The dissidents have addressed Mark Thompson, the BBC director-general,
demanding an examination of what they claim is a string of examples
of pro-Putin bias on the taxpayer-funded service, which has a
weekly audience of two million.
The service went off air in Moscow and St Petersburg last month
around the time of the murder in London of Alexander Litvinenko,
a former officer in the Russian security service. “Unexplained
technical difficulties” with the BBC’s local partners
were blamed, but there is still no service in Moscow.
The dissidents, led by Oleg Gordievsky, the former KGB spy turned
MI6 agent, and Vladimir Bukovsky, an author who spent 12 years
in Soviet prison camps, are particularly angered by the unexpected
axing of a programme presented by Seva Novgorodsev that had run
for 19 years.
Novgorodsev, who still broadcasts on the Russian Service, received
the MBE from the Queen in 2004. His programme regularly had guests
who were enemies of the Moscow regime, such as Litvinenko and
the journalist Anna Politkovskaya whose murder he was investigating.

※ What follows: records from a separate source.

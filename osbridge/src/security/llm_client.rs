//! Chat-completion client interface for intent verification.
//!
//! Keeps the security layer vendor-neutral: any provider that can answer a
//! chat request can back the verifier. Implementations must not error on
//! transient failures; they return a response whose content carries the
//! error so the caller decides how to degrade.

use async_trait::async_trait;
use serde::{Deserialize, Serialize};

#[derive(Debug, Clone, Serialize, Deserialize)]
pub struct LlmMessage {
    /// "system", "user" or "assistant".
    pub role: String,
    pub content: String,
}

impl LlmMessage {
    pub fn system(content: impl Into<String>) -> Self {
        Self {
            role: "system".to_string(),
            content: content.into(),
        }
    }

    pub fn user(content: impl Into<String>) -> Self {
        Self {
            role: "user".to_string(),
            content: content.into(),
        }
    }
}

#[derive(Debug, Clone, Default, Serialize, Deserialize)]
pub struct LlmResponse {
    pub content: String,
    #[serde(default)]
    pub model: String,
    #[serde(default)]
    pub prompt_tokens: u64,
    #[serde(default)]
    pub completion_tokens: u64,
    #[serde(default)]
    pub latency_ms: f64,
}

#[derive(Debug, Clone)]
pub struct ChatOptions {
    pub temperature: f64,
    pub max_tokens: u32,
    pub timeout_s: f64,
}

impl Default for ChatOptions {
    fn default() -> Self {
        Self {
            temperature: 0.0,
            max_tokens: 2048,
            timeout_s: 30.0,
        }
    }
}

#[async_trait]
pub trait LlmClient: Send + Sync {
    async fn chat(&self, messages: &[LlmMessage], options: &ChatOptions) -> LlmResponse;
}

/// No-op client used when verification is disabled: always approves so the
/// pipeline continues.
pub struct NullLlmClient;

#[async_trait]
impl LlmClient for NullLlmClient {
    async fn chat(&self, _messages: &[LlmMessage], _options: &ChatOptions) -> LlmResponse {
        LlmResponse {
            content: r#"{"verdict": "approve", "risk_level": "low", "reasoning": "Verification disabled.", "threats": []}"#.to_string(),
            model: "null".to_string(),
            ..LlmResponse::default()
        }
    }
}
//! Rollback engine.
//!
//! When an action fails with `on_error: rollback`, the engine resolves the
//! compensating action by id in the same plan, merges the failed action's
//! `rollback.params` over the target's params, resolves templates against
//! completed results, and dispatches exactly once. Rollback actions never
//! trigger further rollbacks; a depth cap guards against chains. Failures
//! are logged and audited, never surfaced as exceptions.

use serde_json::Value;
use std::collections::HashMap;
use std::sync::Arc;

use crate::modules::{CancelSignal, ExecutionContext, ModuleRegistry};
use crate::protocol::models::{Action, Plan};
use crate::protocol::template::TemplateContext;
use crate::security::SecurityManager;

pub const MAX_ROLLBACK_DEPTH: usize = 5;

pub struct RollbackEngine {
    registry: Arc<ModuleRegistry>,
    security: Arc<SecurityManager>,
}

impl RollbackEngine {
    pub fn new(registry: Arc<ModuleRegistry>, security: Arc<SecurityManager>) -> Self {
        Self { registry, security }
    }

    /// Dispatch the compensating action for `failed_action`. Returns
    /// whether the rollback ran and succeeded.
    #[allow(clippy::too_many_arguments)]
    pub async fn execute(
        &self,
        plan: &Plan,
        failed_action: &Action,
        results: &HashMap<String, Value>,
        statuses: &HashMap<String, String>,
        working_directory: &std::path::Path,
        cancel: CancelSignal,
        depth: usize,
    ) -> bool {
        if depth >= MAX_ROLLBACK_DEPTH {
            tracing::error!(
                action_id = %failed_action.id,
                max_depth = MAX_ROLLBACK_DEPTH,
                "rollback depth exceeded; halting"
            );
            return false;
        }

        let Some(rollback) = &failed_action.rollback else {
            return false;
        };
        let Some(target) = plan.get_action(&rollback.action) else {
            tracing::error!(
                action_id = %failed_action.id,
                rollback_target = %rollback.action,
                "rollback target not found in plan"
            );
            return false;
        };

        // Rollback-specific params override the target's own.
        let mut params = target.params.clone();
        for (k, v) in &rollback.params {
            params.insert(k.clone(), v.clone());
        }

        let template = TemplateContext {
            plan,
            results,
            statuses,
            strict: false,
        };
        let params = match template.resolve_params(&params) {
            Ok(p) => p,
            Err(e) => {
                tracing::error!(error = %e, "rollback template resolution failed");
                return false;
            }
        };

        tracing::info!(
            failed_action = %failed_action.id,
            rollback_action = %target.id,
            "executing rollback"
        );

        let module = match self.registry.get(&target.module) {
            Ok(m) => m,
            Err(e) => {
                tracing::error!(error = %e, "rollback module unavailable");
                self.security
                    .audit
                    .rollback_executed(&plan.plan_id, &failed_action.id, &target.id, false);
                return false;
            }
        };

        let ctx = ExecutionContext {
            plan_id: plan.plan_id.clone(),
            action_id: target.id.clone(),
            previous_results: Arc::new(results.clone()),
            working_directory: working_directory.to_path_buf(),
            security: self.security.clone(),
            cancel,
        };

        let ok = match module.execute(&target.action, &params, &ctx).await {
            Ok(_) => {
                tracing::info!(rollback_action = %target.id, "rollback completed");
                true
            }
            Err(e) => {
                tracing::error!(rollback_action = %target.id, error = %e, "rollback failed");
                false
            }
        };
        self.security
            .audit
            .rollback_executed(&plan.plan_id, &failed_action.id, &target.id, ok);
        ok
    }
}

The BBC has also received a protest letter signed by 1,000 listeners
around the world.
The dissidents’ letter states: “At a time when Britain
needs a strong voice in Russia more than at any point over the
past decade, the taxpayer-funded BBC Russian Service radio seems
to have considerably mellowed in its tone towards the Russian
government.
”By design or by neglect, it has become more accommodating
of Russian government views, dispensing with difficult questions
and denying a platform to some critics.
“Is the BBC Russian Service trying to soften up its news
coverage mindful of the Kremlin’s ever-watchful eye over
the airwaves? The UK taxpayer funds the BBC World Service so that
Britain can have a strong voice in the world and it should not
be compromised.”
A BBC spokesman said: “The service remains an important
and strong source of impartial and independent news and current
affairs renowned for asking difficult questions on behalf of its
listeners.
We reject any suggestion that we have made compromises in our
questioning of any point of view in any debate.”